Samedi, l’armée appuyée par des chars et des hélicoptères, avait repoussé après 20 heures de combats une attaque des rebelles contre une caserne - et son importante armurerie - dans le secteur de Hanano à Alep, où ils cherchaient à mettre la main sur des armes.


Mais selon des témoins sur place, la caserne n’est pas entièrement contrôlée par l’armée.


Les violences ont fait 54 morts à travers le pays, en majorité des civils, selon un bilan provisoire de l’OSDH.


 
3 commentaires
  • André Lemay - Inscrit 10 septembre 2012 08 h 10

    Une question, non, une requête

    Pourquoi, ne nous expliquez-vous pas qui est cette agence (OSDH) que vous citez souvent.
    Qui la compose, où est-elle basée, qui la finance.
    Enfin tous ces renseignements qui sont utile pour nous, afin de mieux savoir qui parle et au nom de qui ou quoi.
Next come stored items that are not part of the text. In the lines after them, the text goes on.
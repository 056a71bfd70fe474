/*!
 * Error types for the yttrans pipeline.
 *
 * Errors fall into three categories that every stage reports the same way:
 * validation errors (bad identifiers, bad subtitle fields, unsupported language
 * pairs, unparseable cues), resource errors (missing files, I/O failures) and
 * provider errors (external tools and translation engines). They are defined
 * with the thiserror crate and gathered in [`PipelineError`].
 */

use std::path::PathBuf;

use thiserror::Error;

/// Errors raised when an input or output breaks a domain rule
#[derive(Error, Debug, Clone, PartialEq, Eq)]
pub enum ValidationError {
    /// Video identifier is empty after trimming
    #[error("video_id cannot be empty")]
    EmptyVideoId,

    /// Video identifier does not have exactly 11 characters
    #[error("video_id must be 11 characters, got {0}")]
    InvalidVideoIdLength(usize),

    /// URL passed to the download stage is empty
    #[error("url cannot be empty")]
    EmptyUrl,

    /// Subtitle or requested language is empty
    #[error("language cannot be empty")]
    EmptyLanguage,

    /// Subtitle text is present but blank
    #[error("subtitle text cannot be empty if provided")]
    EmptySubtitleText,

    /// Subtitle has neither a file nor inline text
    #[error("either file_path or text must be provided")]
    MissingSubtitleContent,

    /// Loaded subtitle content is blank
    #[error("subtitle content cannot be empty or whitespace only")]
    EmptyContent,

    /// The translation engine does not offer this language pair
    #[error("translation from {source_language} to {target_language} is not supported")]
    UnsupportedLanguagePair {
        /// Source language code
        source_language: String,
        /// Target language code
        target_language: String,
    },

    /// Only SRT content goes through the cue translator
    #[error("{0} subtitles cannot be translated, convert them to srt first")]
    UntranslatableFormat(String),

    /// Parsing produced zero cues
    #[error("no valid subtitle cues found after parsing")]
    NoValidCues,

    /// A file path required by the operation is not set
    #[error("{0} file_path is required")]
    MissingFilePath(&'static str),

    /// Embedding would overwrite its own input
    #[error("output path must differ from the input video: {}", .0.display())]
    OutputOverwritesInput(PathBuf),

    /// A translated subtitle does not satisfy the translation transition
    #[error("translated subtitle is inconsistent: {0}")]
    TranslationMismatch(String),

    /// Unknown literal for one of the closed sets (format, source, mode)
    #[error("invalid {kind}: {value}")]
    InvalidLiteral {
        /// Which closed set was being parsed
        kind: &'static str,
        /// The rejected value
        value: String,
    },
}

/// Errors raised when a file or directory cannot be used
#[derive(Error, Debug)]
pub enum ResourceError {
    /// Required input file does not exist
    #[error("{what} not found: {}", .path.display())]
    NotFound {
        /// Human readable description of the missing resource
        what: &'static str,
        /// Path that was checked
        path: PathBuf,
    },

    /// File system operation failed
    #[error("I/O error on {}: {source}", .path.display())]
    Io {
        /// Path involved in the failing operation
        path: PathBuf,
        /// Underlying error
        #[source]
        source: std::io::Error,
    },
}

impl ResourceError {
    /// Wrap an I/O error with the path it happened on
    pub fn io(path: impl Into<PathBuf>, source: std::io::Error) -> Self {
        Self::Io { path: path.into(), source }
    }
}

/// Errors raised by external tools and translation engines
#[derive(Error, Debug)]
pub enum ProviderError {
    /// External program could not be started
    #[error("failed to start {tool}: {message}")]
    ToolUnavailable {
        /// Program name
        tool: String,
        /// Reason reported by the OS
        message: String,
    },

    /// External program exited unsuccessfully
    #[error("{tool} failed (exit code {}): {diagnostic}", .status.map_or_else(|| "none".to_string(), |c| c.to_string()))]
    ToolFailed {
        /// Program name
        tool: String,
        /// Exit code if the process exited normally
        status: Option<i32>,
        /// Filtered stderr of the program
        diagnostic: String,
    },

    /// External program exceeded its time budget
    #[error("{tool} timed out after {secs} seconds")]
    Timeout {
        /// Program name
        tool: String,
        /// Timeout that was exceeded
        secs: u64,
    },

    /// Error when making an API request fails
    #[error("API request failed: {0}")]
    RequestFailed(String),

    /// Error when parsing an API response fails
    #[error("Failed to parse API response: {0}")]
    ParseError(String),

    /// Error returned by the API itself
    #[error("API responded with error: {status_code} - {message}")]
    ApiError {
        /// HTTP status code
        status_code: u16,
        /// Error message from the API
        message: String,
    },

    /// Error establishing or maintaining a connection
    #[error("Connection error: {0}")]
    ConnectionError(String),

    /// Engine answered without any translated text
    #[error("engine returned an empty response: {0}")]
    EmptyResponse(String),

    /// Model needed by the engine is not installed
    #[error("model not available: {0}")]
    ModelUnavailable(String),

    /// Speech-to-text produced nothing usable
    #[error("transcription failed: {0}")]
    TranscriptionFailed(String),

    /// Any other engine failure
    #[error("translation engine error: {0}")]
    Engine(String),
}

/// Category of a [`PipelineError`]
#[derive(Debug, Clone, Copy, PartialEq, Eq)]
pub enum ErrorKind {
    Validation,
    Resource,
    Provider,
}

/// Error returned by every port and use-case
#[derive(Error, Debug)]
pub enum PipelineError {
    /// Input or output broke a domain rule
    #[error("Validation error: {0}")]
    Validation(#[from] ValidationError),

    /// File or directory could not be used
    #[error("Resource error: {0}")]
    Resource(#[from] ResourceError),

    /// External tool or engine failed
    #[error("Provider error: {0}")]
    Provider(#[from] ProviderError),
}

impl PipelineError {
    /// Category of this error
    pub fn kind(&self) -> ErrorKind {
        match self {
            Self::Validation(_) => ErrorKind::Validation,
            Self::Resource(_) => ErrorKind::Resource,
            Self::Provider(_) => ErrorKind::Provider,
        }
    }

    /// Validation details, if this is a validation error
    pub fn as_validation(&self) -> Option<&ValidationError> {
        match self {
            Self::Validation(e) => Some(e),
            _ => None,
        }
    }
}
    • Mathieu des Ormeaux - Inscrit 10 septembre 2012 18 h 08

      Au cas où on ne te répondrait pas (et si Le Devoir a bien la gentillesse de permettre à mon commentaire d'être lu):

      L'OSDH jouit d'une réputation assez enviable auprès de la presse occidentale. M. Rami Abdel Rahmane, basé à Londres, affirme avoir fondé l'organisme en 2006 "...parce que je voulais faire quelque chose pour mon pays." Il fournit, par le biais des agences de presse Reuters, Associated Press (AP) et l'AFP, les bilans des affrontements et les récits de l'opposition armée.
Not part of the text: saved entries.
use std::fmt;
use std::path::{Path, PathBuf};
use std::str::FromStr;

use serde::{Deserialize, Serialize};

use crate::domain::VideoId;
use crate::errors::ValidationError;

/// Subtitle file format
#[derive(Debug, Clone, Copy, PartialEq, Eq, Hash, Serialize, Deserialize)]
#[serde(rename_all = "lowercase")]
pub enum SubtitleFormat {
    Srt,
    Vtt,
}

impl SubtitleFormat {
    /// File extension without the leading dot
    pub fn extension(&self) -> &'static str {
        match self {
            Self::Srt => "srt",
            Self::Vtt => "vtt",
        }
    }

    /// Format matching a file extension, if any
    pub fn from_path(path: &Path) -> Option<Self> {
        path.extension()
            .and_then(|ext| ext.to_str())
            .and_then(|ext| ext.parse().ok())
    }
}

impl fmt::Display for SubtitleFormat {
    fn fmt(&self, f: &mut fmt::Formatter<'_>) -> fmt::Result {
        f.write_str(self.extension())
    }
}

impl FromStr for SubtitleFormat {
    type Err = ValidationError;

    fn from_str(s: &str) -> Result<Self, Self::Err> {
        match s.trim().to_lowercase().as_str() {
            "srt" => Ok(Self::Srt),
            "vtt" => Ok(Self::Vtt),
            _ => Err(ValidationError::InvalidLiteral { kind: "subtitle format", value: s.to_string() }),
        }
    }
}

/// Where subtitle content came from
#[derive(Debug, Clone, Copy, PartialEq, Eq, Hash, Serialize, Deserialize)]
#[serde(rename_all = "lowercase")]
pub enum SubtitleSource {
    /// Caption track shipped with the video
    Download,
    /// Generated by speech recognition
    Whisper,
    /// Produced or edited outside of a provider, including translations
    Manual,
}

impl fmt::Display for SubtitleSource {
    fn fmt(&self, f: &mut fmt::Formatter<'_>) -> fmt::Result {
        let name = match self {
            Self::Download => "download",
            Self::Whisper => "whisper",
            Self::Manual => "manual",
        };
        f.write_str(name)
    }
}

impl FromStr for SubtitleSource {
    type Err = ValidationError;

    fn from_str(s: &str) -> Result<Self, Self::Err> {
        match s.trim().to_lowercase().as_str() {
            "download" => Ok(Self::Download),
            "whisper" => Ok(Self::Whisper),
            "manual" => Ok(Self::Manual),
            _ => Err(ValidationError::InvalidLiteral { kind: "subtitle source", value: s.to_string() }),
        }
    }
}

/// Caption content plus its provenance
///
/// Construction does not validate, so a subtitle can be built up in steps;
/// call [`Subtitle::validate`] before handing it to a stage.
#[derive(Debug, Clone, PartialEq, Eq)]
pub struct Subtitle {
    video_id: VideoId,
    language: String,
    format: SubtitleFormat,
    file_path: Option<PathBuf>,
    text: Option<String>,
    source_language: Option<String>,
    source: SubtitleSource,
}

impl Subtitle {
    /// Create a subtitle without content
    pub fn new(
        video_id: VideoId,
        language: impl Into<String>,
        format: SubtitleFormat,
        source: SubtitleSource,
    ) -> Self {
        Self {
            video_id,
            language: language.into(),
            format,
            file_path: None,
            text: None,
            source_language: None,
            source,
        }
    }

    pub fn video_id(&self) -> &VideoId {
        &self.video_id
    }

    pub fn language(&self) -> &str {
        &self.language
    }

    pub fn format(&self) -> SubtitleFormat {
        self.format
    }

    pub fn file_path(&self) -> Option<&Path> {
        self.file_path.as_deref()
    }

    pub fn text(&self) -> Option<&str> {
        self.text.as_deref()
    }

    /// Language this subtitle was translated from, if it is a translation
    pub fn source_language(&self) -> Option<&str> {
        self.source_language.as_deref()
    }

    pub fn source(&self) -> SubtitleSource {
        self.source
    }

    /// True when this subtitle is the result of a translation
    pub fn is_translated(&self) -> bool {
        self.source_language.is_some()
    }

    /// Copy with the file path set
    pub fn with_file_path(&self, path: impl Into<PathBuf>) -> Self {
        Self { file_path: Some(path.into()), ..self.clone() }
    }

    /// Copy with inline text set
    pub fn with_text(&self, text: impl Into<String>) -> Self {
        Self { text: Some(text.into()), ..self.clone() }
    }

    /// Copy marked as translated from `source_language`
    pub fn with_source_language(&self, source_language: impl Into<String>) -> Self {
        Self { source_language: Some(source_language.into()), ..self.clone() }
    }

    /// Translated copy of this subtitle
    ///
    /// The result carries the new language and text, remembers the current
    /// language as its source, is tagged as manual and has no file path.
    pub fn with_translation(&self, text: impl Into<String>, target_language: impl Into<String>) -> Self {
        Self {
            video_id: self.video_id.clone(),
            language: target_language.into(),
            format: self.format,
            file_path: None,
            text: Some(text.into()),
            source_language: Some(self.language.clone()),
            source: SubtitleSource::Manual,
        }
    }

    /// Check the subtitle invariants
    ///
    /// Language must be non-blank, inline text (when present) must be
    /// non-blank, and at least one of file path or text must be set.
    pub fn validate(&self) -> Result<(), ValidationError> {
        if self.language.trim().is_empty() {
            return Err(ValidationError::EmptyLanguage);
        }

        if let Some(text) = &self.text {
            if text.trim().is_empty() {
                return Err(ValidationError::EmptySubtitleText);
            }
        }

        if self.file_path.is_none() && self.text.is_none() {
            return Err(ValidationError::MissingSubtitleContent);
        }

        Ok(())
    }
}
      Comment, aidé d'un simple secrétaire, peut-il obtenir et vérifier quasiment en temps réel les chiffres (morts et blessés) des affrontements militaires aux quatre coins du pays? "Mais j'ai deux cents correspondants bénévoles en Syrie, en Egypte, en Turquie et au Liban."

  • Mathieu des Ormeaux - Inscrit 10 septembre 2012 19 h 22

    OSDH, Source Infaillible?

    Syrie, champ de bataille médiatique (Le Monde diplomatique)

    Le rédacteur en chef de l'antenne de Nicosie, à Chypre, où sont centralisées les dépêches sur le Proche-Orient, reconnaît néanmoins que "nos journalistes n'ont pratiquement aucun contact avec les correspondants de cette organisation sur le terrain". À l'AFP, certains ne cachent pas leur malaise: "Nous savons parfaitement que l'OSDH n'est pas fiable", déplore un grand reporter du service international. "Mais nous continuons quand même à diffuser ses chiffres." Quand on interroge la direction, sa réponse est toujours la même: "Vous avez probablement raison, mais les autres agences font la même chose. Et notre secteur est très concurrentiel."

    Fin Juillet, Amnesty International dénombrait douze mille tués, contre dix-neuf mille pour l'OSDH. La rigueur dont prétend faire preuve l'organisation non gouvernementale contraste avec les chiffres avancés par M. Abdel Rahmane. Surtout, elle n'est pas compatible avec la dictature de l'instantané qui conditionne l'économie médiatique, et en particulier ses réseaux numériques.